Strengths & Weaknesses
- Freehold tenure in a sub-market dominated by leasehold new launches
- Priced ~12-20% below nearby leasehold competitors on psf basis
- Only 34 units — low facility contention and quiet common areas
- Full 25m infinity lap pool unusual for boutique scale
- Fully underground carpark — rare at this project size
- Park + Associates architecture with shophouse-inspired detailing
- Quiet cul-de-sac street, insulated from Changi Road traffic
- Walkable to Eunos and Paya Lebar MRT (~660-760m)

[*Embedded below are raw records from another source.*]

//! Shared application router builder.
//!
//! Provides [`build_app_router`] so both the production binary (`main.rs`)
//! and integration tests (`tests/common/mod.rs`) use the exact same middleware
//! stack.

use std::time::Duration;

use axum::http::header::{AUTHORIZATION, CONTENT_TYPE};
use axum::http::{HeaderName, Method, StatusCode};
use axum::Router;
use tower_http::catch_panic::CatchPanicLayer;
use tower_http::compression::CompressionLayer;
use tower_http::cors::CorsLayer;
use tower_http::request_id::{MakeRequestUuid, PropagateRequestIdLayer, SetRequestIdLayer};
use tower_http::timeout::TimeoutLayer;
use tower_http::trace::{DefaultMakeSpan, DefaultOnResponse, TraceLayer};
use tracing::Level;

use crate::config::ServerConfig;
use crate::routes;
use crate::state::AppState;

/// Build the full application [`Router`] with all middleware layers.
///
/// The middleware stack is applied bottom-up:
///
/// 1. CORS
/// 2. Set request ID on incoming requests
/// 3. Structured request/response tracing
/// 4. Propagate request ID to response
/// 5. Response compression
/// 6. Request timeout
/// 7. Panic recovery (catch panics, return 500)
pub fn build_app_router(state: AppState, config: &ServerConfig) -> Router {
    let cors = build_cors_layer(config);
    let request_id_header = HeaderName::from_static("x-request-id");

    Router::new()
        // Health check at root level (not under /api/v1).
        .merge(routes::health::router())
        // API v1 routes.
        .nest("/api/v1", routes::api_routes())
        // -- Middleware stack (applied bottom-up) --
        // Panic recovery: catch panics and return 500 JSON.
        .layer(CatchPanicLayer::new())
        // Request timeout.
        .layer(TimeoutLayer::with_status_code(
            StatusCode::REQUEST_TIMEOUT,
            Duration::from_secs(config.request_timeout_secs),
        ))
        // Response compression.
        .layer(CompressionLayer::new())
        // Propagate request ID to response.
        .layer(PropagateRequestIdLayer::new(request_id_header.clone()))
        // Structured request/response tracing.
        .layer(
            TraceLayer::new_for_http()
                .make_span_with(DefaultMakeSpan::new().level(Level::INFO))
                .on_response(DefaultOnResponse::new().level(Level::INFO)),
        )
        // Set request ID on incoming requests.
        .layer(SetRequestIdLayer::new(request_id_header, MakeRequestUuid))
        // CORS.
        .layer(cors)
        // Shared state.
        .with_state(state)
}

/// Build the CORS middleware layer from server configuration.
///
/// Panics at startup if any configured origin is invalid, which is the
/// desired behaviour -- we want misconfiguration to fail fast.
pub fn build_cors_layer(config: &ServerConfig) -> CorsLayer {
    let origins: Vec<_> = config
        .cors_origins
        .iter()
        .map(|o| {
            o.parse()
                .unwrap_or_else(|e| panic!("Invalid CORS origin '{o}': {e}"))
        })
        .collect();

    CorsLayer::new()
        .allow_origin(origins)
        .allow_methods([
            Method::GET,
            Method::POST,
            Method::PUT,
            Method::DELETE,
            Method::PATCH,
        ])
        .allow_headers([
            CONTENT_TYPE,
            AUTHORIZATION,
            HeaderName::from_static("x-tenant-id"),
            HeaderName::from_static("x-actor-id"),
        ])
        .allow_credentials(true)
        .max_age(Duration::from_secs(3600))
}
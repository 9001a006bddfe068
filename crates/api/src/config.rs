/// Server configuration loaded from environment variables.
///
/// All fields have sensible defaults suitable for local development.
/// In production, override via environment variables.
#[derive(Debug, Clone)]
pub struct ServerConfig {
    /// Bind address (default: `0.0.0.0`).
    pub host: String,
    /// Bind port (default: `3000`).
    pub port: u16,
    /// Allowed CORS origins, parsed from comma-separated `CORS_ORIGINS` env var.
    pub cors_origins: Vec<String>,
    /// HTTP request timeout in seconds (default: `30`).
    pub request_timeout_secs: u64,
    /// Graceful shutdown timeout in seconds (default: `30`).
    pub shutdown_timeout_secs: u64,
}

impl ServerConfig {
    /// Load configuration from environment variables with defaults.
    ///
    /// | Env Var                | Default                    |
    /// |------------------------|----------------------------|
    /// | `HOST`                 | `0.0.0.0`                  |
    /// | `PORT`                 | `3000`                     |
    /// | `CORS_ORIGINS`         | `http://localhost:5173`    |
    /// | `REQUEST_TIMEOUT_SECS` | `30`                       |
    /// | `SHUTDOWN_TIMEOUT_SECS`| `30`                       |
    pub fn from_env() -> Self {
        let host = std::env::var("HOST").unwrap_or_else(|_| "0.0.0.0".into());

        let port: u16 = std::env::var("PORT")
            .unwrap_or_else(|_| "3000".into())
            .parse()
            .expect("PORT must be a valid u16");

        let cors_origins: Vec<String> = std::env::var("CORS_ORIGINS")
            .unwrap_or_else(|_| "http://localhost:5173".into())
            .split(',')
            .map(|s| s.trim().to_string())
            .filter(|s| !s.is_empty())
            .collect();

        let request_timeout_secs: u64 = std::env::var("REQUEST_TIMEOUT_SECS")
            .unwrap_or_else(|_| "30".into())
            .parse()
            .expect("REQUEST_TIMEOUT_SECS must be a valid u64");

        let shutdown_timeout_secs: u64 = std::env::var("SHUTDOWN_TIMEOUT_SECS")
            .unwrap_or_else(|_| "30".into())
            .parse()
            .expect("SHUTDOWN_TIMEOUT_SECS must be a valid u64");

        Self {
            host,
            port,
            cors_origins,
            request_timeout_secs,
            shutdown_timeout_secs,
        }
    }
}
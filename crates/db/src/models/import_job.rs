//! Models for the `asset_import_jobs` batch ledger table.

use serde::Serialize;
use sqlx::FromRow;

use fleetdesk_core::types::{DbId, Timestamp};

/// A row from the `asset_import_jobs` table.
///
/// Written once at batch start (status `processing`) and once at batch end
/// (terminal status plus stats); immutable after completion.
#[derive(Debug, Clone, FromRow, Serialize)]
pub struct AssetImportJob {
    pub id: DbId,
    pub tenant_id: DbId,
    pub source: String,
    pub status: String,
    pub total_rows: i32,
    pub created_count: i32,
    pub updated_count: i32,
    pub failed_count: i32,
    pub error_text: Option<String>,
    pub created_by: Option<DbId>,
    pub created_at: Timestamp,
    pub completed_at: Option<Timestamp>,
}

- Rich F&B and cultural amenities in Joo Chiat/Katong within 10 min
- Strong family-buyer profile keeps turnover low and community stable
- Thin resale liquidity — only 11 transactions recorded to date
- Small facility stack — no tennis, no function rooms, no sky garden
- MRT walk is doable but uncomfortable in afternoon heat
- Gross yield (3.22%) modest vs newer leasehold D15 alternatives
- Investment score 38/100 reflects liquidity and yield headwinds
- Higher per-unit maintenance share than larger developments
- Limited stack choice — 34 units means resale inventory is sporadic
- No direct frontage to Joo Chiat Road — slight walk to F&B belt
Verdict
Olloi makes sense for a specific type of buyer: someone who wants a freehold address in District 15, values a quiet street more than a glossy amenity brochure, and is not dependent on large-condo liquidity for a quick exit. At ~S$2,238 psf with freehold tenure, the price per lease-adjusted sqft compares favourably to Grand Dunman’s ~S$2,537 psf on a 99-year clock. Over a 20- to 30-year hold, the tenure premium compounds meaningfully.
The counter-argument is liquidity. With only 34 units and 11 recorded resale transactions over the project’s first few years, the sample size for price discovery is genuinely small. Appraisers and banks use comparable transactions heavily, and thin comps can translate into softer valuations or slower sale timelines. Buyers should be comfortable with a 6–12 month selling window rather than expecting 2–3 months.
Gross yield at 3.22% is respectable for a freehold D15 asset but not standout — buyers targeting pure yield will find better numbers in newer leasehold developments nearby. The investment score of 38/100 on ShiokNest’s framework reflects the liquidity and yield profile; the 50/100 composite ShiokNest score captures the balance of tenure strength against transactional thinness. This is a hold-for-lifestyle asset with defensive tenure optionality, not a capital-gain-maximising play.